(Information supplied Opens)
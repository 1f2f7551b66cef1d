//! Request-level operations: fetch blobs, run the core, persist results.
//!
//! Shared by the HTTP server and the CLI. Core failures surface as [`PipelineError`]
//! inside the returned `anyhow::Error`, so callers can downcast to pick a status.

use std::sync::Arc;

use anyhow::{Context, Result};
use chrono::{DateTime, Utc};
use tracing::info;

use crate::config::Config;
use crate::error::PipelineError;
use crate::guide::{GuidanceEngine, GuidanceResult};
use crate::models::FeatureCollection;
use crate::route::{route_blob_name, RouteBuilder};
use crate::store::BlobStore;
use crate::synth::{batch_blob_name, batch_prefix, parse_batch, synthesize_with_report};

/// Outcome of storing one telemetry batch
#[derive(Debug, Clone, PartialEq, Eq)]
pub struct SavedBatch {
    pub name: String,
    pub kept: usize,
    pub dropped: usize,
}

pub struct Pipeline {
    store: Arc<dyn BlobStore>,
    config: Config,
}

impl Pipeline {
    pub fn new(store: Arc<dyn BlobStore>, config: Config) -> Self {
        Self { store, config }
    }

    /// Synthesize a raw batch body and store it in the telemetry container
    pub fn save_batch(&self, body: &[u8], now: DateTime<Utc>) -> Result<SavedBatch> {
        let batch = parse_batch(body)?;
        let synthesis = synthesize_with_report(&batch, now)?;

        // synthesize rejects empty batches, so there is a first sample
        let name = batch_blob_name(&batch[0].device_id, now);
        let container = &self.config.storage.telemetry_container;
        self.store
            .put(container, &name, &synthesis.collection.to_pretty_json()?)
            .with_context(|| format!("Failed to store batch {}", name))?;

        info!(
            "Stored batch {} ({} kept, {} dropped)",
            name, synthesis.report.kept, synthesis.report.dropped
        );

        Ok(SavedBatch {
            name,
            kept: synthesis.report.kept,
            dropped: synthesis.report.dropped,
        })
    }

    /// Stored batch names for a device, oldest first
    pub fn list_batches(&self, device_id: &str) -> Result<Vec<String>> {
        self.store.list(
            &self.config.storage.telemetry_container,
            &batch_prefix(device_id),
        )
    }

    /// Build a route from a stored collection and store it next to the source.
    /// Returns the new blob name.
    pub fn generate_route(&self, source: &str) -> Result<String> {
        if source.is_empty() {
            return Err(PipelineError::Validation("missing source blob name".to_string()).into());
        }

        let container = &self.config.storage.telemetry_container;
        let collection = self.load(container, source)?;

        let route = RouteBuilder::new(self.config.route.timestamp_policy).build(&collection)?;

        let name = route_blob_name(source);
        self.store
            .put(container, &name, &route.to_pretty_json()?)
            .with_context(|| format!("Failed to store route {}", name))?;

        info!("Generated route {} from {}", name, source);
        Ok(name)
    }

    /// Guidance for a live position against a stored collection
    pub fn navigate(&self, blob_name: &str, lat: f64, lon: f64) -> Result<GuidanceResult> {
        if blob_name.is_empty() {
            return Err(PipelineError::Validation("missing blobName".to_string()).into());
        }

        let container = self.config.storage.container_for(blob_name);
        info!("Guidance request at ({}, {}) against {}/{}", lat, lon, container, blob_name);

        let collection = self.load(container, blob_name)?;
        let engine = GuidanceEngine::new(self.config.guidance.threshold_km);
        Ok(engine.guide(&collection, lat, lon)?)
    }

    /// Store a client-supplied collection verbatim in the custom route container
    pub fn upload_geojson(&self, name: &str, body: &[u8]) -> Result<()> {
        if name.is_empty() {
            return Err(PipelineError::Validation("missing fileName".to_string()).into());
        }
        FeatureCollection::from_slice(body)?;

        self.store
            .put(&self.config.storage.custom_route_container, name, body)
            .with_context(|| format!("Failed to store {}", name))?;
        info!("Uploaded custom collection {}", name);
        Ok(())
    }

    /// Raw stored GeoJSON for a client to draw. Custom routes resolve to their own
    /// container, like guidance blobs.
    pub fn fetch(&self, blob_name: &str) -> Result<Vec<u8>> {
        if blob_name.is_empty() {
            return Err(PipelineError::Validation("missing blobName".to_string()).into());
        }

        let container = self.config.storage.container_for(blob_name);
        if !self.store.exists(container, blob_name)? {
            return Err(not_found(container, blob_name).into());
        }

        // The blob may vanish between the two calls
        self.store
            .get(container, blob_name)?
            .ok_or_else(|| not_found(container, blob_name).into())
    }

    fn load(&self, container: &str, name: &str) -> Result<FeatureCollection> {
        let bytes = self
            .store
            .get(container, name)?
            .ok_or_else(|| not_found(container, name))?;
        Ok(FeatureCollection::from_slice(&bytes)?)
    }
}

fn not_found(container: &str, name: &str) -> PipelineError {
    PipelineError::NotFound {
        container: container.to_string(),
        name: name.to_string(),
    }
}

#[cfg(test)]
mod tests {
    use super::*;
    use crate::models::ZoneType;
    use crate::store::MemoryBlobStore;
    use chrono::TimeZone;

    fn pipeline() -> (Pipeline, Arc<MemoryBlobStore>) {
        let store = Arc::new(MemoryBlobStore::new());
        (Pipeline::new(store.clone(), Config::default()), store)
    }

    fn now() -> DateTime<Utc> {
        Utc.with_ymd_and_hms(2024, 5, 1, 10, 30, 0).unwrap()
    }

    fn pipeline_error(err: &anyhow::Error) -> Option<&PipelineError> {
        err.downcast_ref::<PipelineError>()
    }

    const BATCH: &str = r#"[
        {"deviceId": "esp32", "timestamp": "2024-05-01T10:00:02Z",
         "location": {"latitude": 3.3730, "longitude": -76.5355, "altitude": 990.0},
         "accelerometer": {"x": 0, "y": 0, "z": 9.8}, "gyroscope": {"x": 0, "y": 0, "z": 0}},
        {"deviceId": "esp32", "timestamp": "2024-05-01T10:00:01Z",
         "accelerometer": {"x": 0, "y": 0, "z": 9.8}, "gyroscope": {"x": 0, "y": 0, "z": 0}},
        {"deviceId": "esp32", "timestamp": "2024-05-01T10:00:00Z",
         "location": {"latitude": 3.3745, "longitude": -76.5367, "altitude": 1000.0},
         "accelerometer": {"x": 0, "y": 0, "z": 9.8}, "gyroscope": {"x": 0, "y": 0, "z": 0}}
    ]"#;

    #[test]
    fn test_batch_to_route_to_guidance() {
        let (pipeline, store) = pipeline();

        let saved = pipeline.save_batch(BATCH.as_bytes(), now()).unwrap();
        assert_eq!(saved.name, "batch_esp32_20240501_103000.geojson");
        assert_eq!((saved.kept, saved.dropped), (2, 1));
        assert_eq!(pipeline.list_batches("esp32").unwrap(), vec![saved.name.clone()]);

        let route_name = pipeline.generate_route(&saved.name).unwrap();
        assert_eq!(route_name, "batch_esp32_20240501_103000-ruta.geojson");

        let bytes = store.get("telemetry-data", &route_name).unwrap().unwrap();
        let route = FeatureCollection::from_slice(&bytes).unwrap();
        assert_eq!(route.features[0].as_point().unwrap().lon(), Some(-76.5367));
        assert_eq!(route.features[2].as_point().unwrap().lon(), Some(-76.5355));

        let near = pipeline.navigate(&route_name, 3.3745, -76.5367).unwrap();
        assert_eq!(near.zone, Some(ZoneType::Unknown));

        let far = pipeline.navigate(&route_name, 4.0, -76.0).unwrap();
        assert!(!far.is_near_zone());
    }

    #[test]
    fn test_zoneless_sample_timestamp_is_accepted() {
        let (pipeline, store) = pipeline();
        let body = r#"[{"deviceId": "esp32", "timestamp": "2024-05-01T10:00:00",
                        "location": {"latitude": 1, "longitude": 2, "altitude": 0},
                        "accelerometer": {"x": 0, "y": 0, "z": 0}, "gyroscope": {"x": 0, "y": 0, "z": 0}}]"#;

        let saved = pipeline.save_batch(body.as_bytes(), now()).unwrap();
        let bytes = store.get("telemetry-data", &saved.name).unwrap().unwrap();
        let collection = FeatureCollection::from_slice(&bytes).unwrap();
        assert_eq!(
            collection.features[0].property_str("timestamp"),
            Some("2024-05-01T10:00:00Z")
        );
    }

    #[test]
    fn test_unstorable_names_are_validation_errors() {
        let (pipeline, _) = pipeline();
        let body = r#"[{"deviceId": "site/dev-1", "location": {"latitude": 1, "longitude": 2, "altitude": 0},
                        "accelerometer": {"x": 0, "y": 0, "z": 0}, "gyroscope": {"x": 0, "y": 0, "z": 0}}]"#;

        let err = pipeline.save_batch(body.as_bytes(), now()).unwrap_err();
        assert!(matches!(pipeline_error(&err), Some(PipelineError::Validation(_))));

        let err = pipeline.generate_route("../batch.geojson").unwrap_err();
        assert!(matches!(pipeline_error(&err), Some(PipelineError::Validation(_))));

        let err = pipeline.navigate("..", 0.0, 0.0).unwrap_err();
        assert!(matches!(pipeline_error(&err), Some(PipelineError::Validation(_))));
    }

    #[test]
    fn test_fetch_stored_geojson() {
        let (pipeline, _) = pipeline();
        let saved = pipeline.save_batch(BATCH.as_bytes(), now()).unwrap();
        let route_name = pipeline.generate_route(&saved.name).unwrap();

        let bytes = pipeline.fetch(&route_name).unwrap();
        let route = FeatureCollection::from_slice(&bytes).unwrap();
        assert_eq!(route.len(), 3);

        let geojson = r#"{"type": "FeatureCollection", "features": []}"#;
        pipeline
            .upload_geojson("customroute_empty.geojson", geojson.as_bytes())
            .unwrap();
        assert_eq!(
            pipeline.fetch("customroute_empty.geojson").unwrap(),
            geojson.as_bytes()
        );

        let err = pipeline.fetch("batch_ghost_20240501_000000.geojson").unwrap_err();
        assert!(matches!(pipeline_error(&err), Some(PipelineError::NotFound { .. })));

        let err = pipeline.fetch("").unwrap_err();
        assert!(matches!(pipeline_error(&err), Some(PipelineError::Validation(_))));
    }

    #[test]
    fn test_empty_batch_rejected() {
        let (pipeline, _) = pipeline();
        let err = pipeline.save_batch(b"[]", now()).unwrap_err();
        assert!(matches!(pipeline_error(&err), Some(PipelineError::Validation(_))));

        let err = pipeline.save_batch(b"", now()).unwrap_err();
        assert!(matches!(pipeline_error(&err), Some(PipelineError::Validation(_))));
    }

    #[test]
    fn test_missing_blob_is_not_found() {
        let (pipeline, _) = pipeline();
        let err = pipeline.generate_route("nope.geojson").unwrap_err();
        assert!(matches!(pipeline_error(&err), Some(PipelineError::NotFound { .. })));

        let err = pipeline.navigate("customroute_nope.geojson", 0.0, 0.0).unwrap_err();
        match pipeline_error(&err) {
            Some(PipelineError::NotFound { container, .. }) => assert_eq!(container, "geojsonfiles"),
            other => panic!("unexpected {:?}", other),
        }
    }

    #[test]
    fn test_single_point_route_is_insufficient() {
        let (pipeline, _) = pipeline();
        let body = r#"[{"deviceId": "solo", "location": {"latitude": 1, "longitude": 2, "altitude": 0},
                        "accelerometer": {"x": 0, "y": 0, "z": 0}, "gyroscope": {"x": 0, "y": 0, "z": 0}}]"#;
        let saved = pipeline.save_batch(body.as_bytes(), now()).unwrap();

        let err = pipeline.generate_route(&saved.name).unwrap_err();
        assert!(matches!(
            pipeline_error(&err),
            Some(PipelineError::InsufficientData { found: 1 })
        ));
    }

    #[test]
    fn test_custom_route_upload_and_guidance() {
        let (pipeline, _) = pipeline();
        let geojson = r#"{"type": "FeatureCollection", "features": [
            {"type": "Feature", "geometry": {"type": "Point", "coordinates": [-76.5328, 3.3759]},
             "properties": {"zoneType": "hallway"}}
        ]}"#;

        pipeline
            .upload_geojson("customroute_lobby.geojson", geojson.as_bytes())
            .unwrap();
        let result = pipeline
            .navigate("customroute_lobby.geojson", 3.3759, -76.5328)
            .unwrap();
        assert_eq!(result.zone, Some(ZoneType::Hallway));

        let err = pipeline.upload_geojson("bad.geojson", b"{}").unwrap_err();
        assert!(matches!(pipeline_error(&err), Some(PipelineError::Validation(_))));
    }
}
(Information supplied Closes)
Instructions to follow:
Lines holding the word "synthesis" in the entries above are the ones to pull out. Copy them all.

Completed exercise:
        let synthesis = synthesize_with_report(&batch, now)?;
            .put(container, &name, &synthesis.collection.to_pretty_json()?)
            name, synthesis.report.kept, synthesis.report.dropped
            kept: synthesis.report.kept,
            dropped: synthesis.report.dropped,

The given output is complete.